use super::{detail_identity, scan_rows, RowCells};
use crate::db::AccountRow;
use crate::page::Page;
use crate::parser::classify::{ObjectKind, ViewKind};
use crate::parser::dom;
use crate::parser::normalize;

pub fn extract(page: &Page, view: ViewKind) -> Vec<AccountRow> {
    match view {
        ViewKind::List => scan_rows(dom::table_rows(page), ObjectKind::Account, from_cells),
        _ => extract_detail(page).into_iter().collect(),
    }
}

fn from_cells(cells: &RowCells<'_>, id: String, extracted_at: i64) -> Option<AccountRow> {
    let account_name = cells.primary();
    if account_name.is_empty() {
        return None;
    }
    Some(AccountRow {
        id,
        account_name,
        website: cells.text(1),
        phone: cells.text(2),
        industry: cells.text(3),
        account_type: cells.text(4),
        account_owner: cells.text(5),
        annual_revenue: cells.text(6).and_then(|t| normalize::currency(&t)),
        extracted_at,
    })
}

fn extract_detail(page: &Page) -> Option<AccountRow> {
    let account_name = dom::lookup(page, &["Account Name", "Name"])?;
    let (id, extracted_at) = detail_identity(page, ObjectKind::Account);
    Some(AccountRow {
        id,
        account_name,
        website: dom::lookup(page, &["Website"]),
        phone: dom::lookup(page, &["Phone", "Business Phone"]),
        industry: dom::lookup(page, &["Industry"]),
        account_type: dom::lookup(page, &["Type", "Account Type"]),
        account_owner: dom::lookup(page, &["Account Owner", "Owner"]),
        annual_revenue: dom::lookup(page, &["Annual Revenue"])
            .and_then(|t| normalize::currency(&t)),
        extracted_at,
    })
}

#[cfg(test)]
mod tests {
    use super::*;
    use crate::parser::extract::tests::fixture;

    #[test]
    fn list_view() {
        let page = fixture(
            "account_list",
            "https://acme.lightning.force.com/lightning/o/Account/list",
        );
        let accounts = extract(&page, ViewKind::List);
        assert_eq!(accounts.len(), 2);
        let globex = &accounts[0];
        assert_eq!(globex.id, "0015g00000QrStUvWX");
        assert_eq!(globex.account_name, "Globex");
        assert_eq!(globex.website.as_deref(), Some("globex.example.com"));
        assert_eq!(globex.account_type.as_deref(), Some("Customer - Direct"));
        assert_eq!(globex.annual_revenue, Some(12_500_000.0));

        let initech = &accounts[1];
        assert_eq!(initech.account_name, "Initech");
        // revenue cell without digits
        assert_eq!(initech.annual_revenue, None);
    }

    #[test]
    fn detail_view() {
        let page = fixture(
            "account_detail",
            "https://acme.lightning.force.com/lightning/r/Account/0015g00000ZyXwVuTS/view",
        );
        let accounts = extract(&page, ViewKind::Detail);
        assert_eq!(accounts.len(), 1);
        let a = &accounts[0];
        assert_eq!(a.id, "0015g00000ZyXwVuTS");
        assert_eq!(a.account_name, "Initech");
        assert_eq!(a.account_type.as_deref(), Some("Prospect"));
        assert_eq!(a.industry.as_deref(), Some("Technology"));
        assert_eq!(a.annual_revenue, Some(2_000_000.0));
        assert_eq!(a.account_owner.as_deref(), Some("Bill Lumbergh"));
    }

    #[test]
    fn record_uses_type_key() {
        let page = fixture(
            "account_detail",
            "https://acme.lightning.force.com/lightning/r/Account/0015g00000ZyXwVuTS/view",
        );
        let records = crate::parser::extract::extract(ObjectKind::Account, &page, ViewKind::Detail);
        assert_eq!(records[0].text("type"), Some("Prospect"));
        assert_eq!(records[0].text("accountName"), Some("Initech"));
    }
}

----------------

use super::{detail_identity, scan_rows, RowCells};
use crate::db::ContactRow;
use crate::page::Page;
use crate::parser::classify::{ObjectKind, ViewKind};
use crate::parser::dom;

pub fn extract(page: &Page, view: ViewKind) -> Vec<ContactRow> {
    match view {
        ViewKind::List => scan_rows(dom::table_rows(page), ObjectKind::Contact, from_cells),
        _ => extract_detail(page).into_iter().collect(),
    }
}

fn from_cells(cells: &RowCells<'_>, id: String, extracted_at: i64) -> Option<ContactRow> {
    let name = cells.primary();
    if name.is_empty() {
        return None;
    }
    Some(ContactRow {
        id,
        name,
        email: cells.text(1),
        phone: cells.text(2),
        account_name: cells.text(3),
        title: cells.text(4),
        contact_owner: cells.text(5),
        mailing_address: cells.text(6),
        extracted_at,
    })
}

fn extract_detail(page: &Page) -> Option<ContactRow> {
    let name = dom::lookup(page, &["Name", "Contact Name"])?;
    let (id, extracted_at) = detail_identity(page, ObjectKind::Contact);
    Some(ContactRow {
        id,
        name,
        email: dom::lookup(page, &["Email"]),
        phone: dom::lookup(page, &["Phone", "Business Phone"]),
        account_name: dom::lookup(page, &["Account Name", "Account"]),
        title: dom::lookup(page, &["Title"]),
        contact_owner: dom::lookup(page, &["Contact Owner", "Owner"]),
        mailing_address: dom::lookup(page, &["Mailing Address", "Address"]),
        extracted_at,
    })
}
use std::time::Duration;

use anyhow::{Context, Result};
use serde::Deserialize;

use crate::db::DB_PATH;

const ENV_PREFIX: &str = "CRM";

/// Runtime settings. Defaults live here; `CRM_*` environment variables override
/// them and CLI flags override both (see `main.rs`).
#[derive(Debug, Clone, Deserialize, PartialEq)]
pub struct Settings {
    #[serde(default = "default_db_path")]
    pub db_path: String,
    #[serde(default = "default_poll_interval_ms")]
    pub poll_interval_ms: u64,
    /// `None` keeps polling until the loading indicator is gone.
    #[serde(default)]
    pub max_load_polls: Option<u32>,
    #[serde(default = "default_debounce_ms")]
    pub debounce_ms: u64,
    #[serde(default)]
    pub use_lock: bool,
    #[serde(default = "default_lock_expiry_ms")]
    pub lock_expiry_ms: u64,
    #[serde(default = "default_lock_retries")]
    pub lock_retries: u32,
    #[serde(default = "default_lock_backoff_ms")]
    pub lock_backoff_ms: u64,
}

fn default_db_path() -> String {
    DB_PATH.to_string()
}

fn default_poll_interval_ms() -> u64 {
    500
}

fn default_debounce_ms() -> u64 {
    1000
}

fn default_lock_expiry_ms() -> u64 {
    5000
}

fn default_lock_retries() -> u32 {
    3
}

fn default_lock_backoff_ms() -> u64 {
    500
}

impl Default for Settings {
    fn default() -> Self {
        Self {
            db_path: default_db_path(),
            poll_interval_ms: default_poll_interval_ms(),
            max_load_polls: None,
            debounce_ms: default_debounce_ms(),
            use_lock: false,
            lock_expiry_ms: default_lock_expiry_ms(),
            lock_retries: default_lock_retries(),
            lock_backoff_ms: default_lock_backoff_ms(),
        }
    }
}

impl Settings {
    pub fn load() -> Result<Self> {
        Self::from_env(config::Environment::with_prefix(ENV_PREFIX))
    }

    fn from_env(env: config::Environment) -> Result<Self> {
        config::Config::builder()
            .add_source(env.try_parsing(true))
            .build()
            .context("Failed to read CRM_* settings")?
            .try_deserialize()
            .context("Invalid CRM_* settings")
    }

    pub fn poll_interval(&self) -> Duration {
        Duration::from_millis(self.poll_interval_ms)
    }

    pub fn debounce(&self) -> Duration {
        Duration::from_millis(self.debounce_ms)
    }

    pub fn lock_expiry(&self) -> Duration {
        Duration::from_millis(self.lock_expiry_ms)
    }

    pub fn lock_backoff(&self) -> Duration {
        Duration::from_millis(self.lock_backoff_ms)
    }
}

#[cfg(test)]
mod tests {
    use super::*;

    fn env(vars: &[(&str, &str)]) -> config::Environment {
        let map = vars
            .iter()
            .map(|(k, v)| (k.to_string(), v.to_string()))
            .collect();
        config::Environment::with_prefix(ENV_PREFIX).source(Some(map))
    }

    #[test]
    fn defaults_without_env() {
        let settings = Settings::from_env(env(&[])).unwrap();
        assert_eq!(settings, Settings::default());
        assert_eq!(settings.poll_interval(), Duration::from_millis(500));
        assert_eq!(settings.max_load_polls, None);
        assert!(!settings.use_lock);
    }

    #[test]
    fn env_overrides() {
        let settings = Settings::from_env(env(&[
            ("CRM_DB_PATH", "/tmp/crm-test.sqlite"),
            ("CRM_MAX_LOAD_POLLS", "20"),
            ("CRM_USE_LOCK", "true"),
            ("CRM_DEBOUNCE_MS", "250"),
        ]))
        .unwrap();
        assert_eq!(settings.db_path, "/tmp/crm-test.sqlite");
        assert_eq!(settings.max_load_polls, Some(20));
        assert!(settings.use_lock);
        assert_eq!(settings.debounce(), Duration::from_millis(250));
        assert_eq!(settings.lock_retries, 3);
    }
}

----------------

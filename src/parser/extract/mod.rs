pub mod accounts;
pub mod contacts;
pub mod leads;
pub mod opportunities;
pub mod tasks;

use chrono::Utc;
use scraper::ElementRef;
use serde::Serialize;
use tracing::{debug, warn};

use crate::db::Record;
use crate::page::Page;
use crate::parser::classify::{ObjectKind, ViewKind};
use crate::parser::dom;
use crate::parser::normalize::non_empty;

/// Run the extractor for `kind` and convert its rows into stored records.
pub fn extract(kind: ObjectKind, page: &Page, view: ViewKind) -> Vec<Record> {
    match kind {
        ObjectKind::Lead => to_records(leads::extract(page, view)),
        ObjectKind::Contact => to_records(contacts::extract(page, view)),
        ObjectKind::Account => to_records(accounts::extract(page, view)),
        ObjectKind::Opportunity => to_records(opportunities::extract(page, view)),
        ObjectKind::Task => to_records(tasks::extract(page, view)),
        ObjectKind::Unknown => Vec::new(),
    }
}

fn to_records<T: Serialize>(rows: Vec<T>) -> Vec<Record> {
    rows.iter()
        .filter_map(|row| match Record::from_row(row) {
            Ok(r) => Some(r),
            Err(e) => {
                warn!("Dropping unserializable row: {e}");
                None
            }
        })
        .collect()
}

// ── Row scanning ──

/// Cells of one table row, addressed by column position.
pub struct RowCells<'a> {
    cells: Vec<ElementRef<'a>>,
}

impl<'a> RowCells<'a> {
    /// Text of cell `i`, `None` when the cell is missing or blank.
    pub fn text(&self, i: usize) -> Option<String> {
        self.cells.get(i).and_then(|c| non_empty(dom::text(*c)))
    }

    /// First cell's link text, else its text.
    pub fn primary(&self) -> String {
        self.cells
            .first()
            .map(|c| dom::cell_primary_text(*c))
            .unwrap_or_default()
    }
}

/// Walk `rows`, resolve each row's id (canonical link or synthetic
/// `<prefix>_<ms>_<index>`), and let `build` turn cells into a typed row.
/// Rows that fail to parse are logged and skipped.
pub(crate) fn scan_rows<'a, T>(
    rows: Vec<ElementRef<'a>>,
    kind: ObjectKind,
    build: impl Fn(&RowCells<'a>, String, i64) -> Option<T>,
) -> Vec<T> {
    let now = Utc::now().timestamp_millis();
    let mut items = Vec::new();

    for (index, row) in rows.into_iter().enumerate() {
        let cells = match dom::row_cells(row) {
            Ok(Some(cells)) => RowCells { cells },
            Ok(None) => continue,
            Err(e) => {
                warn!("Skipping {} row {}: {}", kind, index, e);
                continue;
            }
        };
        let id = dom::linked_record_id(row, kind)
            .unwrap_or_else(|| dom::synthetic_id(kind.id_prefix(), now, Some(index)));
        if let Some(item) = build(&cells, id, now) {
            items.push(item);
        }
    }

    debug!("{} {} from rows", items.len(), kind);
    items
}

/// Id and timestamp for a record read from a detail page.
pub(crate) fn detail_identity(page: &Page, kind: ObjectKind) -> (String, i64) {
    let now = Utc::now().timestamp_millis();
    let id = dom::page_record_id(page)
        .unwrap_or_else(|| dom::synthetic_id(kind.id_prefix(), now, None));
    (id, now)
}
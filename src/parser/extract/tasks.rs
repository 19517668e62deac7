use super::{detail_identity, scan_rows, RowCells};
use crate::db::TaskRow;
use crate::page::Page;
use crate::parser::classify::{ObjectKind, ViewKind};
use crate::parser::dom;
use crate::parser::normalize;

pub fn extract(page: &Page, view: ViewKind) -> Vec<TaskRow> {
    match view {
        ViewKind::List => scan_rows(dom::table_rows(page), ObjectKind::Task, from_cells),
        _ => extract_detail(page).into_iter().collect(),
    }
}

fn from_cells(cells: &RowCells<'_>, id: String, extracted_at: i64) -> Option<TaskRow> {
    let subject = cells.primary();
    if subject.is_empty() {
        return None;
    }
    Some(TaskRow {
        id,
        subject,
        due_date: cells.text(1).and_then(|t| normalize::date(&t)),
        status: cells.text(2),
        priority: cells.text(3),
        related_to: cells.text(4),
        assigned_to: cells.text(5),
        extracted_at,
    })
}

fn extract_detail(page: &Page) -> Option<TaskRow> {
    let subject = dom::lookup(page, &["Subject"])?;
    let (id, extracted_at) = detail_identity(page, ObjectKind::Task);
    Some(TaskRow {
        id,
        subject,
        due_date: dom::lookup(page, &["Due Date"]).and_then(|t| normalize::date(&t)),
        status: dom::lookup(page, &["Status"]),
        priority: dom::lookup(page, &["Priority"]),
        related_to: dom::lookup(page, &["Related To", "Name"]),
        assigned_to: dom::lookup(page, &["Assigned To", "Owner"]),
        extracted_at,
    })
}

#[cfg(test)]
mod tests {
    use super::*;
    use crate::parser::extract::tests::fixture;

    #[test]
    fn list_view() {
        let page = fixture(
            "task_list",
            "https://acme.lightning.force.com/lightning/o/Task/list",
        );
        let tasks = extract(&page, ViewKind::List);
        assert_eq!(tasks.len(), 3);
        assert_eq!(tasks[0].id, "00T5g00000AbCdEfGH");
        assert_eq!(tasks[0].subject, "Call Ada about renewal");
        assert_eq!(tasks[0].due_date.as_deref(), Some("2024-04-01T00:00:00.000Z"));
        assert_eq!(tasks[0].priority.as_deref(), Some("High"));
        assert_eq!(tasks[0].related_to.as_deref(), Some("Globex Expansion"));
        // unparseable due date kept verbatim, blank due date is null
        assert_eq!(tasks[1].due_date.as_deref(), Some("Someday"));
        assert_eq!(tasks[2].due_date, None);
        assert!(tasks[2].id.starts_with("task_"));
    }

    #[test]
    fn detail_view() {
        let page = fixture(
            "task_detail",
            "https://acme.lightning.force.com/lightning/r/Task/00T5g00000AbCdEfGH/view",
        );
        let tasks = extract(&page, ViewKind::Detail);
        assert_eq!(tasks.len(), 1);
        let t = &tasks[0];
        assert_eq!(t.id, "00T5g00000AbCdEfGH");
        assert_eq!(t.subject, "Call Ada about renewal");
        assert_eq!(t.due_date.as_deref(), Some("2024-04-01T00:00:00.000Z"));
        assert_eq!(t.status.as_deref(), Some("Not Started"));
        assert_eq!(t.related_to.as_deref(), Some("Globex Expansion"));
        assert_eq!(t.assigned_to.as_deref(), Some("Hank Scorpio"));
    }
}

----------------

Directions for this task => Using the records above, write out exactly the lines between the one holding "let mut items = Vec::new();" and the one holding "pub fn extract(page: &Page, view: ViewKind) -> Vec<TaskRow>", inclusive; leave everything else out.

Result of this exercise =>
    let mut items = Vec::new();

    for (index, row) in rows.into_iter().enumerate() {
        let cells = match dom::row_cells(row) {
            Ok(Some(cells)) => RowCells { cells },
            Ok(None) => continue,
            Err(e) => {
                warn!("Skipping {} row {}: {}", kind, index, e);
                continue;
            }
        };
        let id = dom::linked_record_id(row, kind)
            .unwrap_or_else(|| dom::synthetic_id(kind.id_prefix(), now, Some(index)));
        if let Some(item) = build(&cells, id, now) {
            items.push(item);
        }
    }

    debug!("{} {} from rows", items.len(), kind);
    items
}

/// Id and timestamp for a record read from a detail page.
pub(crate) fn detail_identity(page: &Page, kind: ObjectKind) -> (String, i64) {
    let now = Utc::now().timestamp_millis();
    let id = dom::page_record_id(page)
        .unwrap_or_else(|| dom::synthetic_id(kind.id_prefix(), now, None));
    (id, now)
}
filename src/parser/extract/tasks.rs
repository 19517668e62deac7
use super::{detail_identity, scan_rows, RowCells};
use crate::db::TaskRow;
use crate::page::Page;
use crate::parser::classify::{ObjectKind, ViewKind};
use crate::parser::dom;
use crate::parser::normalize;

pub fn extract(page: &Page, view: ViewKind) -> Vec<TaskRow> {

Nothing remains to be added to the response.